WHAT NEEDS TO BE DONE: On how many lines of the data below does the word "well" appear? Reply with the number only.
▼▼▼
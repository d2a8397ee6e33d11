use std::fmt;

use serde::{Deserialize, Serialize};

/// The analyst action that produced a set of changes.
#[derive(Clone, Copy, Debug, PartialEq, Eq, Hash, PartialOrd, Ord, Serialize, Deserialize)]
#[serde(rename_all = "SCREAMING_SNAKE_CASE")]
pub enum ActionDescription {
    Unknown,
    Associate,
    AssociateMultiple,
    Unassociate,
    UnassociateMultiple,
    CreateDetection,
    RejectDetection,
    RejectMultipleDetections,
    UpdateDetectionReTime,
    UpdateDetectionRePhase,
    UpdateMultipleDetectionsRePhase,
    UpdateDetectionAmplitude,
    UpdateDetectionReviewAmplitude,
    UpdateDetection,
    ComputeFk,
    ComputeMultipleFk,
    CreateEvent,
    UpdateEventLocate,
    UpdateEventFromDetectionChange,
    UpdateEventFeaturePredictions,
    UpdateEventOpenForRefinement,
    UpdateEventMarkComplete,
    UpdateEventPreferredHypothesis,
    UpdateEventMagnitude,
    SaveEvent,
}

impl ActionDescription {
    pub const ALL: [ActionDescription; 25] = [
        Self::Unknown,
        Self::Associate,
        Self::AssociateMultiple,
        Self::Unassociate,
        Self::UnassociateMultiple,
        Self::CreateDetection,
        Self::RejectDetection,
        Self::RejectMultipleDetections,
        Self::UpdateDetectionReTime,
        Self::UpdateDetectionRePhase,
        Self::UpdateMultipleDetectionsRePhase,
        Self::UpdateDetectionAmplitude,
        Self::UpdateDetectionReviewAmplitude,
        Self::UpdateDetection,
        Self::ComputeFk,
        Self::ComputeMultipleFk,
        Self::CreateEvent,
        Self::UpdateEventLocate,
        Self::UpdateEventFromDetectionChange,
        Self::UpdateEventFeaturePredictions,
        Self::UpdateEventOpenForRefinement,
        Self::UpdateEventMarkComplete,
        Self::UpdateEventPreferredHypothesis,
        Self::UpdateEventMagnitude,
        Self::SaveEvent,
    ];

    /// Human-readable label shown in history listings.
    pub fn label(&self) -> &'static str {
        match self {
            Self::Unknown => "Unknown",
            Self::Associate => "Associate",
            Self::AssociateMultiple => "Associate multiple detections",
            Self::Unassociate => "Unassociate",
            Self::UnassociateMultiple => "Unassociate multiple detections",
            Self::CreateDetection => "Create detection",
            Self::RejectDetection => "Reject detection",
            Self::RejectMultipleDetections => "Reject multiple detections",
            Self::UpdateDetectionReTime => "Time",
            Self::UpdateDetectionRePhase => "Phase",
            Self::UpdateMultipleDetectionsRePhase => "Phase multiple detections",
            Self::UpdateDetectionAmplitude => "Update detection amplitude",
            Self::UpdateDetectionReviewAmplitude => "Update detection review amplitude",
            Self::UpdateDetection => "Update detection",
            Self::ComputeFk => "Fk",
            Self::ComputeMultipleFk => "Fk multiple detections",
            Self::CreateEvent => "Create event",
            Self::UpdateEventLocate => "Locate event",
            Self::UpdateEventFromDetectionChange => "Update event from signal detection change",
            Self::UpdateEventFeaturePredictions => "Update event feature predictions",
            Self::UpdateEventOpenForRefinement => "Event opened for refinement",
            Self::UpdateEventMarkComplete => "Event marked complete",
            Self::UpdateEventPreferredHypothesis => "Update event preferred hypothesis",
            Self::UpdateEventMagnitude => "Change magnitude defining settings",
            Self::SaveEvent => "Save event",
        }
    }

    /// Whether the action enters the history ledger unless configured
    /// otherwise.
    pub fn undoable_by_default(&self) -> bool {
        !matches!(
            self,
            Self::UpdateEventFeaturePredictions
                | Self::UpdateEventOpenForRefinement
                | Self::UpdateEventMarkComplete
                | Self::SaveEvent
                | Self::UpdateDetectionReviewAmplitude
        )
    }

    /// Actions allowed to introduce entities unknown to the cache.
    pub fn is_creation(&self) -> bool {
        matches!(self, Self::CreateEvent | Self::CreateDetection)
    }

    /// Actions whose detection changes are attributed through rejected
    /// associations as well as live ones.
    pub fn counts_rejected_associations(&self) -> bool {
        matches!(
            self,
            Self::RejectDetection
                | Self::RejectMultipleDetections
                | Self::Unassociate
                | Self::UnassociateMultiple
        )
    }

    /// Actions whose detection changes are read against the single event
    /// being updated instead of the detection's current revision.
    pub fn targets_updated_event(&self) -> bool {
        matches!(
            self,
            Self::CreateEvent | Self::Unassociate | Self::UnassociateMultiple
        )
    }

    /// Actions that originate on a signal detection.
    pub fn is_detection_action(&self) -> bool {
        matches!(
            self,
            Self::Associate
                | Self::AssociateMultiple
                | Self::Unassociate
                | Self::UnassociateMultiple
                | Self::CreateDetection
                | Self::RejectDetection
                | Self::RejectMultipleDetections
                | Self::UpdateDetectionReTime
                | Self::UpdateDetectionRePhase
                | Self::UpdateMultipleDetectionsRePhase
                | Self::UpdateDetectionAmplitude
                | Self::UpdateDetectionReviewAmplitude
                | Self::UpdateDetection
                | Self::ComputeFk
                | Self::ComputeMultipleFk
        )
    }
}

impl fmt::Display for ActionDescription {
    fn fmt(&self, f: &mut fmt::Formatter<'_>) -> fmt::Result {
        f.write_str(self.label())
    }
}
▲▲▲
▼▼▼
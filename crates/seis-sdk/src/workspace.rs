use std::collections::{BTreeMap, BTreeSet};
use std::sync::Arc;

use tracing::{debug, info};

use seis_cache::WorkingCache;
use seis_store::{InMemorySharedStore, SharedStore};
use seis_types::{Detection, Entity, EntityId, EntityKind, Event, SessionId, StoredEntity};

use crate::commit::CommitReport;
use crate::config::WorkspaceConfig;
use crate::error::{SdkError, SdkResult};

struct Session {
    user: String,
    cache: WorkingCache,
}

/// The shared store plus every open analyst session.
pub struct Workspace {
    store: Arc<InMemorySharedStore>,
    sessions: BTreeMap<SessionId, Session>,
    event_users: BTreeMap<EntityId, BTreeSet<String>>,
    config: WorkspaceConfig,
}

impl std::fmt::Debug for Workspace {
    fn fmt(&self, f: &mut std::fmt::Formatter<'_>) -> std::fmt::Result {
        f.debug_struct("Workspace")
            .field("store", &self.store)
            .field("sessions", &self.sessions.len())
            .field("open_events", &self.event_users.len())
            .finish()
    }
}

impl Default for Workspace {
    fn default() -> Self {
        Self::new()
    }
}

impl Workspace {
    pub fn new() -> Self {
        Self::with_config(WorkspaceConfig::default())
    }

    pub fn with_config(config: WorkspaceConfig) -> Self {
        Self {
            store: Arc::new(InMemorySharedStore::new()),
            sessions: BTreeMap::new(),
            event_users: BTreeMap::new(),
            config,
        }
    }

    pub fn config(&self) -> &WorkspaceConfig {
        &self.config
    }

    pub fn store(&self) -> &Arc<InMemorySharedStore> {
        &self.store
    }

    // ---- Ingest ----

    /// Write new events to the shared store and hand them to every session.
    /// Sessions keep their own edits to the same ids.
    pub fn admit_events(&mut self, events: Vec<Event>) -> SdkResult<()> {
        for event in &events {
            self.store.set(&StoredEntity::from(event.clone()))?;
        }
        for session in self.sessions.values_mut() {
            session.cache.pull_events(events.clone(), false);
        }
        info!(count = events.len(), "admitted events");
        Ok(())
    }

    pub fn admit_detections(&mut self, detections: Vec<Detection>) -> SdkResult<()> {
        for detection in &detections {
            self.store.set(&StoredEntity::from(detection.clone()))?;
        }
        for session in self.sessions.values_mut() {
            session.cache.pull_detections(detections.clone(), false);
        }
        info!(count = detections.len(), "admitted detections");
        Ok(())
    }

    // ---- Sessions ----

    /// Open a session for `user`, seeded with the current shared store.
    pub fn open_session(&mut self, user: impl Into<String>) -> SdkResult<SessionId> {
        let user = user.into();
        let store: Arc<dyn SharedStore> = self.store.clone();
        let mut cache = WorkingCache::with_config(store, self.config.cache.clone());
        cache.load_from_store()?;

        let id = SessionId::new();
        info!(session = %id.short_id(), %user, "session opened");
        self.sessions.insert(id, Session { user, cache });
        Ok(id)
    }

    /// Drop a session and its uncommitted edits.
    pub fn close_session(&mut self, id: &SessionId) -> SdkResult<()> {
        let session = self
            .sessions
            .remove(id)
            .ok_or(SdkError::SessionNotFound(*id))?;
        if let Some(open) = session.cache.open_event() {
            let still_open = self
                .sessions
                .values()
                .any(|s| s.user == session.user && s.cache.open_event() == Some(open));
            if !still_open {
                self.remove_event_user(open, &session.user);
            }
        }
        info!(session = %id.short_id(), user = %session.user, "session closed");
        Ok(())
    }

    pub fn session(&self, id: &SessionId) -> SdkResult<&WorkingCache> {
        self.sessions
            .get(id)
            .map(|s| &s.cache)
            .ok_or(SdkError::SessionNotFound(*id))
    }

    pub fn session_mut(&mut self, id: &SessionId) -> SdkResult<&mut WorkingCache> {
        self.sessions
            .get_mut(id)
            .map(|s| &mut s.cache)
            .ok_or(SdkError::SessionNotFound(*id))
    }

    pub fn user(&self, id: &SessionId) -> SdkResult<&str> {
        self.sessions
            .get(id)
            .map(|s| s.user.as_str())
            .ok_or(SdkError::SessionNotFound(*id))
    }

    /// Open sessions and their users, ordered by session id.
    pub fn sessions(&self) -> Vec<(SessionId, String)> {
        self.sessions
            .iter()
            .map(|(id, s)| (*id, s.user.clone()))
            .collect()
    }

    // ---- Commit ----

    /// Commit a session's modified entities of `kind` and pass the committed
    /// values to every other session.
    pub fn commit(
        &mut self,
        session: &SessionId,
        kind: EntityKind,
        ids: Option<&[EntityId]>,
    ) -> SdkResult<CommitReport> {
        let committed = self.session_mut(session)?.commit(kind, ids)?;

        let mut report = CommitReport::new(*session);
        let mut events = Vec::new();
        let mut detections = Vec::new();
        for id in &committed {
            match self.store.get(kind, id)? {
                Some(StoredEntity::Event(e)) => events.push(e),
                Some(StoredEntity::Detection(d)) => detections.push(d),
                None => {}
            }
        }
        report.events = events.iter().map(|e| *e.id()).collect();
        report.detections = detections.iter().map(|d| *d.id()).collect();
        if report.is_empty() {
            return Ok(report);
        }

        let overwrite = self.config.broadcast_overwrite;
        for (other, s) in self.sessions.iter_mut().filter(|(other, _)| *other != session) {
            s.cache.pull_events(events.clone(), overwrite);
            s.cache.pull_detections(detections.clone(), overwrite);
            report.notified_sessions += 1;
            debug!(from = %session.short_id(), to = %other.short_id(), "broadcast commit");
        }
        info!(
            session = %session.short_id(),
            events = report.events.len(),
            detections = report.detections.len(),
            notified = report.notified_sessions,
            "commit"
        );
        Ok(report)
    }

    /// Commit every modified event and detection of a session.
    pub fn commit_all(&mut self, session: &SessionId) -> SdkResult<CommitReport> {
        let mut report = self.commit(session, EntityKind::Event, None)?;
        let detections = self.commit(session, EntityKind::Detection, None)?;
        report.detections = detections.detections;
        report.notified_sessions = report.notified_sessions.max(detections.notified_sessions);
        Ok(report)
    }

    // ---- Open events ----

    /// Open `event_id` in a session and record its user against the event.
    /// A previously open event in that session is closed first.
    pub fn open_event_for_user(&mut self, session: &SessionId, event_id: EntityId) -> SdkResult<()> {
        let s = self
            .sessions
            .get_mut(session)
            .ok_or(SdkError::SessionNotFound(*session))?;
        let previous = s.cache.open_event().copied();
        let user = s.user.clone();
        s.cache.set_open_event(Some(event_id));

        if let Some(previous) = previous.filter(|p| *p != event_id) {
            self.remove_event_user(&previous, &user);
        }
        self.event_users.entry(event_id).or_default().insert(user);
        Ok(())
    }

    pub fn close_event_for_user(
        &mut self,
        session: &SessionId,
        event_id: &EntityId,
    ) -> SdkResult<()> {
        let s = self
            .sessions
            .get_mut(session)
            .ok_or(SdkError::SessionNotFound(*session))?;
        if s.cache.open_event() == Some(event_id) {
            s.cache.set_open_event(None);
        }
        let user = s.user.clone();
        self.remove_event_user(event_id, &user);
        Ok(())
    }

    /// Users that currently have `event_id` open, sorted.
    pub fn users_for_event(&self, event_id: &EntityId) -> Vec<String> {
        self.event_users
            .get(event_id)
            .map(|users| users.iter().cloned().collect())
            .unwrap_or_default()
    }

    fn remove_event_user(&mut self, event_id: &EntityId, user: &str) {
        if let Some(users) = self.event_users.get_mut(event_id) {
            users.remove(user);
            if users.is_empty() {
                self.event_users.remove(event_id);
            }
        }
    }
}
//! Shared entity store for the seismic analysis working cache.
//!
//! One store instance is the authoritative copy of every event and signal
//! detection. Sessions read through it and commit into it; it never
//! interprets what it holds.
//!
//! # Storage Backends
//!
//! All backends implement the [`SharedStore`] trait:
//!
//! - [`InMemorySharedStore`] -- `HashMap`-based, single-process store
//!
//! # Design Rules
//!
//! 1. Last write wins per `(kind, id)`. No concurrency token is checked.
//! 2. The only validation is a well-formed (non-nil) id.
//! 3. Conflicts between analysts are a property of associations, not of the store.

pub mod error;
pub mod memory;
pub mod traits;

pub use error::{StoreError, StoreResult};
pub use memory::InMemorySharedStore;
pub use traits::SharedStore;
▲▲▲
SOLUTION TO THE EXERCISE: 2